▸ WHAT IS EXPECTED:
Below are the records; tally the lines that include "crate" and report only the total.
Start of DATASET CONTENT
use std::collections::BTreeSet;

use chrono::Utc;
use rust_decimal::Decimal;
use uuid::Uuid;

use crate::domain::crossing::{
    CrossingResult, CrossingResultId, CrossingStatus, Discrepancy, DiscrepancyField,
};
use crate::domain::declaration::{Declaration, DeclarationType, TariffLine};
use crate::errors::DomainError;

/// Tolerance applied to every monetary comparison. Values are fixed-point
/// decimals; the tolerance absorbs rounding noise from upstream systems, not
/// real differences.
#[derive(Clone, Debug, PartialEq, Eq)]
pub struct CrossingConfig {
    pub epsilon: Decimal,
}

impl Default for CrossingConfig {
    fn default() -> Self {
        Self { epsilon: Decimal::new(1, 2) }
    }
}

/// Compares a preliminary declaration against the final one and produces the
/// structured discrepancy report.
///
/// Execution is deterministic: header fields are compared in a fixed order,
/// tariff lines in ascending line-number order, so identical inputs always
/// yield an identical discrepancy list.
#[derive(Clone, Debug, Default)]
pub struct DeclarationCrossingEngine {
    config: CrossingConfig,
}

impl DeclarationCrossingEngine {
    pub fn new() -> Self {
        Self::default()
    }

    pub fn with_config(config: CrossingConfig) -> Self {
        Self { config }
    }

    pub fn execute(
        &self,
        preliminary: &Declaration,
        final_declaration: &Declaration,
    ) -> Result<CrossingResult, DomainError> {
        if preliminary.declaration_type != DeclarationType::Preliminary {
            return Err(DomainError::Validation(format!(
                "declaration {} is not a preliminary declaration",
                preliminary.id
            )));
        }
        if final_declaration.declaration_type != DeclarationType::Final {
            return Err(DomainError::Validation(format!(
                "declaration {} is not a final declaration",
                final_declaration.id
            )));
        }
        if preliminary.operation_id != final_declaration.operation_id {
            return Err(DomainError::Validation(
                "declarations belong to different operations".to_string(),
            ));
        }

        let mut discrepancies = Vec::new();
        self.compare_headers(preliminary, final_declaration, &mut discrepancies);
        self.compare_lines(preliminary, final_declaration, &mut discrepancies);

        let status =
            if discrepancies.is_empty() { CrossingStatus::Match } else { CrossingStatus::Discrepancy };

        Ok(CrossingResult {
            id: CrossingResultId(Uuid::new_v4().to_string()),
            operation_id: preliminary.operation_id.clone(),
            preliminary_declaration_id: preliminary.id.clone(),
            final_declaration_id: final_declaration.id.clone(),
            status,
            discrepancies,
            resolved_by: None,
            resolution_comment: None,
            resolved_at: None,
            executed_at: Utc::now(),
        })
    }

    fn differs(&self, preliminary: Decimal, final_value: Decimal) -> bool {
        (final_value - preliminary).abs() > self.config.epsilon
    }

    fn compare_headers(
        &self,
        preliminary: &Declaration,
        final_declaration: &Declaration,
        discrepancies: &mut Vec<Discrepancy>,
    ) {
        let headers: [(DiscrepancyField, fn(&Declaration) -> Decimal); 6] = [
            (DiscrepancyField::TaxableBase, |declaration| declaration.taxable_base),
            (DiscrepancyField::TotalTaxes, |declaration| declaration.total_taxes),
            (DiscrepancyField::FobValue, |declaration| declaration.fob_value),
            (DiscrepancyField::CifValue, |declaration| declaration.cif_value),
            (DiscrepancyField::FreightValue, |declaration| declaration.freight_value),
            (DiscrepancyField::InsuranceValue, |declaration| declaration.insurance_value),
        ];

        for (field, extract) in headers {
            let preliminary_value = extract(preliminary);
            let final_value = extract(final_declaration);
            if self.differs(preliminary_value, final_value) {
                discrepancies.push(Discrepancy {
                    field,
                    line_number: None,
                    preliminary_value: preliminary_value.to_string(),
                    final_value: final_value.to_string(),
                    difference: final_value - preliminary_value,
                    description: format!(
                        "{} differs between declarations: preliminary {preliminary_value}, final {final_value}",
                        field.label()
                    ),
                });
            }
        }
    }

    fn compare_lines(
        &self,
        preliminary: &Declaration,
        final_declaration: &Declaration,
        discrepancies: &mut Vec<Discrepancy>,
    ) {
        let line_numbers: BTreeSet<u32> = preliminary
            .lines
            .iter()
            .chain(final_declaration.lines.iter())
            .map(|line| line.line_number)
            .collect();

        for line_number in line_numbers {
            match (preliminary.line(line_number), final_declaration.line(line_number)) {
                (Some(line), None) => {
                    discrepancies.push(missing_line(line_number, line, true));
                }
                (None, Some(line)) => {
                    discrepancies.push(missing_line(line_number, line, false));
                }
                (Some(preliminary_line), Some(final_line)) => {
                    self.compare_line_pair(preliminary_line, final_line, discrepancies);
                }
                (None, None) => unreachable!("line number sourced from one of the declarations"),
            }
        }
    }

    fn compare_line_pair(
        &self,
        preliminary: &TariffLine,
        final_line: &TariffLine,
        discrepancies: &mut Vec<Discrepancy>,
    ) {
        let fields: [(DiscrepancyField, Decimal, Decimal); 3] = [
            (DiscrepancyField::TariffLineQuantity, preliminary.quantity, final_line.quantity),
            (DiscrepancyField::TariffLineValue, preliminary.total_value, final_line.total_value),
            (DiscrepancyField::TariffLineTax, preliminary.tax_amount, final_line.tax_amount),
        ];

        for (field, preliminary_value, final_value) in fields {
            if self.differs(preliminary_value, final_value) {
                discrepancies.push(Discrepancy {
                    field,
                    line_number: Some(preliminary.line_number),
                    preliminary_value: preliminary_value.to_string(),
                    final_value: final_value.to_string(),
                    difference: final_value - preliminary_value,
                    description: format!(
                        "{} differs on line {}: preliminary {preliminary_value}, final {final_value}",
                        field.label(),
                        preliminary.line_number
                    ),
                });
            }
        }
    }
}

/// A line present on only one side. The difference treats the absent side as
/// zero so the sign still reads final minus preliminary.
fn missing_line(line_number: u32, line: &TariffLine, missing_in_final: bool) -> Discrepancy {
    let (preliminary_value, final_value, difference, side) = if missing_in_final {
        (line.total_value.to_string(), "absent".to_string(), -line.total_value, "final")
    } else {
        ("absent".to_string(), line.total_value.to_string(), line.total_value, "preliminary")
    };

    Discrepancy {
        field: DiscrepancyField::TariffLineMissing,
        line_number: Some(line_number),
        preliminary_value,
        final_value,
        difference,
        description: format!("tariff line {line_number} is missing in the {side} declaration"),
    }
}

#[cfg(test)]
mod tests {
    use chrono::Utc;
    use rust_decimal::Decimal;

    use super::{CrossingConfig, DeclarationCrossingEngine};
    use crate::domain::crossing::{CrossingStatus, DiscrepancyField};
    use crate::domain::declaration::{Declaration, DeclarationId, DeclarationType, TariffLine};
    use crate::domain::operation::OperationId;

    fn declaration(
        id: &str,
        declaration_type: DeclarationType,
        fob: Decimal,
        cif: Decimal,
        lines: Vec<TariffLine>,
    ) -> Declaration {
        let now = Utc::now();
        Declaration {
            id: DeclarationId(id.to_string()),
            operation_id: OperationId("OP-1".to_string()),
            declaration_type,
            fob_value: fob,
            freight_value: Decimal::new(15_000, 2),
            insurance_value: Decimal::new(2_000, 2),
            cif_value: cif,
            taxable_base: cif,
            total_taxes: Decimal::new(21_600, 2),
            gatt_method: Some("transaction_value".to_string()),
            lines,
            created_at: now,
            updated_at: now,
        }
    }

    fn line(line_number: u32, quantity: i64, total_value: i64, tax_amount: i64) -> TariffLine {
        TariffLine {
            line_number,
            tariff_code: "8471.30.00".to_string(),
            quantity: Decimal::new(quantity, 0),
            unit_value: Decimal::new(10_000, 2),
            total_value: Decimal::new(total_value, 2),
            tax_rate: Decimal::new(1_800, 2),
            tax_amount: Decimal::new(tax_amount, 2),
        }
    }

    #[test]
    fn identical_declarations_cross_as_match() {
        let engine = DeclarationCrossingEngine::new();
        let preliminary = declaration(
            "D-1",
            DeclarationType::Preliminary,
            Decimal::new(100_000, 2),
            Decimal::new(120_000, 2),
            vec![line(1, 10, 100_000, 18_000)],
        );
        let final_declaration = declaration(
            "D-2",
            DeclarationType::Final,
            Decimal::new(100_000, 2),
            Decimal::new(120_000, 2),
            vec![line(1, 10, 100_000, 18_000)],
        );

        let result = engine.execute(&preliminary, &final_declaration).expect("crossing");

        assert_eq!(result.status, CrossingStatus::Match);
        assert!(result.discrepancies.is_empty());
    }

    #[test]
    fn cif_difference_yields_exactly_one_discrepancy() {
        let engine = DeclarationCrossingEngine::new();
        let preliminary = declaration(
            "D-1",
            DeclarationType::Preliminary,
            Decimal::new(100_000, 2),
            Decimal::new(120_000, 2),
            vec![],
        );
        let mut final_declaration = declaration(
            "D-2",
            DeclarationType::Final,
            Decimal::new(100_000, 2),
            Decimal::new(125_000, 2),
            vec![],
        );
        // keep taxable base aligned so only CIF differs
        final_declaration.taxable_base = preliminary.taxable_base;

        let result = engine.execute(&preliminary, &final_declaration).expect("crossing");

        assert_eq!(result.status, CrossingStatus::Discrepancy);
        assert_eq!(result.discrepancies.len(), 1);
        let discrepancy = &result.discrepancies[0];
        assert_eq!(discrepancy.field, DiscrepancyField::CifValue);
        assert_eq!(discrepancy.difference, Decimal::new(5_000, 2));
        assert_eq!(discrepancy.preliminary_value, "1200.00");
        assert_eq!(discrepancy.final_value, "1250.00");
    }

    #[test]
    fn differences_within_epsilon_are_ignored() {
        let engine = DeclarationCrossingEngine::with_config(CrossingConfig::default());
        let preliminary = declaration(
            "D-1",
            DeclarationType::Preliminary,
            Decimal::new(100_000, 2),
            Decimal::new(120_000, 2),
            vec![],
        );
        let mut final_declaration = declaration(
            "D-2",
            DeclarationType::Final,
            Decimal::new(100_001, 2),
            Decimal::new(120_000, 2),
            vec![],
        );
        final_declaration.taxable_base = preliminary.taxable_base;

        let result = engine.execute(&preliminary, &final_declaration).expect("crossing");
        assert_eq!(result.status, CrossingStatus::Match);
    }

    #[test]
    fn line_differences_are_reported_per_field_in_line_order() {
        let engine = DeclarationCrossingEngine::new();
        let preliminary = declaration(
            "D-1",
            DeclarationType::Preliminary,
            Decimal::new(100_000, 2),
            Decimal::new(120_000, 2),
            vec![line(1, 10, 100_000, 18_000), line(2, 5, 50_000, 9_000)],
        );
        let final_declaration = declaration(
            "D-2",
            DeclarationType::Final,
            Decimal::new(100_000, 2),
            Decimal::new(120_000, 2),
            vec![line(1, 12, 100_000, 18_500), line(3, 4, 40_000, 7_200)],
        );

        let result = engine.execute(&preliminary, &final_declaration).expect("crossing");

        let fields: Vec<(DiscrepancyField, Option<u32>)> = result
            .discrepancies
            .iter()
            .map(|discrepancy| (discrepancy.field, discrepancy.line_number))
            .collect();
        assert_eq!(
            fields,
            vec![
                (DiscrepancyField::TariffLineQuantity, Some(1)),
                (DiscrepancyField::TariffLineTax, Some(1)),
                (DiscrepancyField::TariffLineMissing, Some(2)),
                (DiscrepancyField::TariffLineMissing, Some(3)),
            ]
        );

        let missing_in_final = &result.discrepancies[2];
        assert_eq!(missing_in_final.difference, Decimal::new(-50_000, 2));
        assert_eq!(missing_in_final.final_value, "absent");

        let missing_in_preliminary = &result.discrepancies[3];
        assert_eq!(missing_in_preliminary.difference, Decimal::new(40_000, 2));
        assert_eq!(missing_in_preliminary.preliminary_value, "absent");
    }

    #[test]
    fn crossing_is_deterministic_for_identical_inputs() {
        let engine = DeclarationCrossingEngine::new();
        let preliminary = declaration(
            "D-1",
            DeclarationType::Preliminary,
            Decimal::new(100_000, 2),
            Decimal::new(120_000, 2),
            vec![line(1, 10, 100_000, 18_000), line(2, 5, 50_000, 9_000)],
        );
        let final_declaration = declaration(
            "D-2",
            DeclarationType::Final,
            Decimal::new(101_000, 2),
            Decimal::new(121_000, 2),
            vec![line(1, 11, 100_000, 18_000)],
        );

        let first = engine.execute(&preliminary, &final_declaration).expect("first run");
        let second = engine.execute(&preliminary, &final_declaration).expect("second run");

        assert_eq!(first.discrepancies, second.discrepancies);
        assert_eq!(first.status, second.status);
    }

    #[test]
    fn swapped_declaration_types_are_rejected() {
        let engine = DeclarationCrossingEngine::new();
        let preliminary = declaration(
            "D-1",
            DeclarationType::Final,
            Decimal::new(100_000, 2),
            Decimal::new(120_000, 2),
            vec![],
        );
        let final_declaration = declaration(
            "D-2",
            DeclarationType::Preliminary,
            Decimal::new(100_000, 2),
            Decimal::new(120_000, 2),
            vec![],
        );

        engine
            .execute(&preliminary, &final_declaration)
            .expect_err("type mismatch must be rejected");
    }
}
End of DATASET CONTENT
▸ SOLUTION TO THE EXERCISE:
6